A friend of mine worked for the Consumer Branch of the federal government for many years, as a field investigator. He told me that after all those years, his conclusion was that when there are customer complaints regarding a company, most times the complaints are aimed at one or two employees or managers. How many times have you seen the same thing happen outside of your company? For me, the event occurred while I was sitting in the Golden Mile Lab, in south Regina, waiting to have my blood tested. There were five staff members working, four were decent and one was beyond rude. As I waited my turn, I watched as this one person alienated patient after patient. Had there been a complaint box, that one staff member would have generated 99 per cent of the paper work.

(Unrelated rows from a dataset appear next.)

//! Serves the verified initrd to the kernel over LoadFile2.
//!
//! Linux's EFI stub locates a handle whose device path is the
//! LINUX_EFI_INITRD_MEDIA vendor node and calls LoadFile2 on it. We install
//! both protocols on a fresh handle and hand out the buffer that already
//! passed verification, so the kernel never reads the ESP itself.

use alloc::boxed::Box;
use alloc::vec::Vec;
use core::ffi::c_void;

use lanzaboote_shared::StubError;
use uefi::prelude::*;
use uefi::proto::device_path::build::{self, DevicePathBuilder};
use uefi::proto::device_path::DevicePath;
use uefi::{guid, Guid, Identify};

const LOAD_FILE2_GUID: Guid = guid!("4006c0c1-fcb3-403e-996d-4a6c8724e06d");
const LINUX_EFI_INITRD_MEDIA_GUID: Guid = guid!("5568e427-68fc-4f3d-ac74-ca555231cc68");

/// Vendor media node with the initrd media GUID, then an end node. The
/// kernel's EFI stub looks for LoadFile2 on exactly this path.
fn initrd_device_path() -> Result<Vec<u8>, build::BuildError> {
    let mut path = Vec::new();
    DevicePathBuilder::with_vec(&mut path)
        .push(&build::media::Vendor { vendor_guid: LINUX_EFI_INITRD_MEDIA_GUID, vendor_defined_data: &[] })?
        .finalize()?;
    Ok(path)
}

#[repr(C)]
struct LoadFile2 {
    load_file: unsafe extern "efiapi" fn(
        this: *mut LoadFile2,
        file_path: *const c_void,
        boot_policy: u8,
        buffer_size: *mut usize,
        buffer: *mut c_void,
    ) -> Status,
}

/// Protocol first so firmware's interface pointer is also ours.
#[repr(C)]
struct Interface {
    protocol: LoadFile2,
    initrd: Vec<u8>,
}

unsafe extern "efiapi" fn load_file(
    this: *mut LoadFile2,
    _file_path: *const c_void,
    boot_policy: u8,
    buffer_size: *mut usize,
    buffer: *mut c_void,
) -> Status {
    if this.is_null() || buffer_size.is_null() {
        return Status::INVALID_PARAMETER;
    }
    if boot_policy != 0 {
        return Status::UNSUPPORTED;
    }
    // SAFETY: `this` is the interface pointer we installed, which points at
    // an `Interface` kept alive by `InitrdLoader`.
    let initrd = unsafe { &(*this.cast::<Interface>()).initrd };
    // SAFETY: the caller passes a valid size pointer, checked non-null above.
    let available = unsafe { *buffer_size };
    if buffer.is_null() || available < initrd.len() {
        unsafe { *buffer_size = initrd.len() };
        return Status::BUFFER_TOO_SMALL;
    }
    // SAFETY: the caller's buffer holds at least `available` bytes.
    unsafe {
        core::ptr::copy_nonoverlapping(initrd.as_ptr(), buffer.cast::<u8>(), initrd.len());
        *buffer_size = initrd.len();
    }
    Status::SUCCESS
}

/// Installed initrd protocols; uninstalled on drop.
pub struct InitrdLoader<'a> {
    bs: &'a BootServices,
    handle: Handle,
    interface: Box<Interface>,
    /// Installed as the handle's device path; the heap buffer never moves.
    device_path: Vec<u8>,
}

impl<'a> InitrdLoader<'a> {
    pub fn install(bs: &'a BootServices, initrd: Vec<u8>) -> Result<Self, StubError> {
        let mut interface = Box::new(Interface { protocol: LoadFile2 { load_file }, initrd });
        let failure = |operation: &'static str, e: uefi::Error| StubError::LoadFailure { operation, status: e.status().0 };
        let mut device_path = initrd_device_path().map_err(|_| StubError::LoadFailure {
            operation: "build initrd device path",
            status: Status::INVALID_PARAMETER.0,
        })?;
        let path_ptr = device_path.as_mut_ptr().cast::<c_void>();

        // SAFETY: the buffer lives in the returned loader until `drop`
        // uninstalls it, and nothing writes through it.
        let handle = unsafe { bs.install_protocol_interface(None, &DevicePath::GUID, path_ptr) }
            .map_err(|e| failure("install initrd device path", e))?;

        let interface_ptr = (&mut *interface as *mut Interface).cast::<c_void>();
        // SAFETY: the box stays alive and in place until `drop` uninstalls it.
        let installed = unsafe { bs.install_protocol_interface(Some(handle), &LOAD_FILE2_GUID, interface_ptr) };
        if let Err(e) = installed {
            // SAFETY: undoing the install above with the same pointer.
            let _ = unsafe { bs.uninstall_protocol_interface(handle, &DevicePath::GUID, path_ptr) };
            return Err(failure("install LoadFile2", e));
        }
        log::debug!("initrd served over LoadFile2 ({} bytes)", interface.initrd.len());
        Ok(Self { bs, handle, interface, device_path })
    }
}

impl Drop for InitrdLoader<'_> {
    fn drop(&mut self) {
        let interface_ptr = (&mut *self.interface as *mut Interface).cast::<c_void>();
        let path_ptr = self.device_path.as_mut_ptr().cast::<c_void>();
        // SAFETY: same handle and pointers that were installed.
        unsafe {
            if self.bs.uninstall_protocol_interface(self.handle, &LOAD_FILE2_GUID, interface_ptr).is_err() {
                log::warn!("cannot uninstall LoadFile2 from the initrd handle");
            }
            if self.bs.uninstall_protocol_interface(self.handle, &DevicePath::GUID, path_ptr).is_err() {
                log::warn!("cannot uninstall the initrd device path");
            }
        }
    }
}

The question I have to ask is: Why did I allow an employee, who generated numerous phone and letter complaints, to remain with me? Any benefit received was not worth the hassle. I should have acted, but I didn’t. I kept hanging on, hoping that person would change. He didn’t.

Shop for your bank
Last but not least, is financing. It is beyond important, it is mandatory, that every operator’s financing be solid and in place at the beginning of the season. Here is a tip that should not be a great surprise to most, but it often is: Shop around for a financial institution. They are not all the same. I did and it paid dividend after dividend. The Big Five banks all took a run at me and my business, as did the FBDB and the Ag Bank. None of their rates were even close to my local credit union for the services that I required. The Bank of Montreal sucked me into paying four percent on my Master Card purchases my first year in business. When I found a lower rate and wanted to jump ship, I got the old, “we can match that.” My question has always been — why did they wait until I found a better rate to lower theirs? Treat your bank or lending institution as you would any other supplier. Find out what they can do for you and what it will cost. A small credit union, down the street from my garden  centre, gave me lines of credit, letters of credit, mortgages and chequing accounts that were at times one half the rate of The Big Five banks. In short, they treated me well, which is not always the story told by other operators.
Stay on the road to success. It is worth it.
Rod McDonald owned and operated Lakeview Gardens, a successful garden centre/landscape firm in Regina, Sask., for 28 years.  He now works full-time in the world of fine arts, writing, acting and producing in film, television and stage.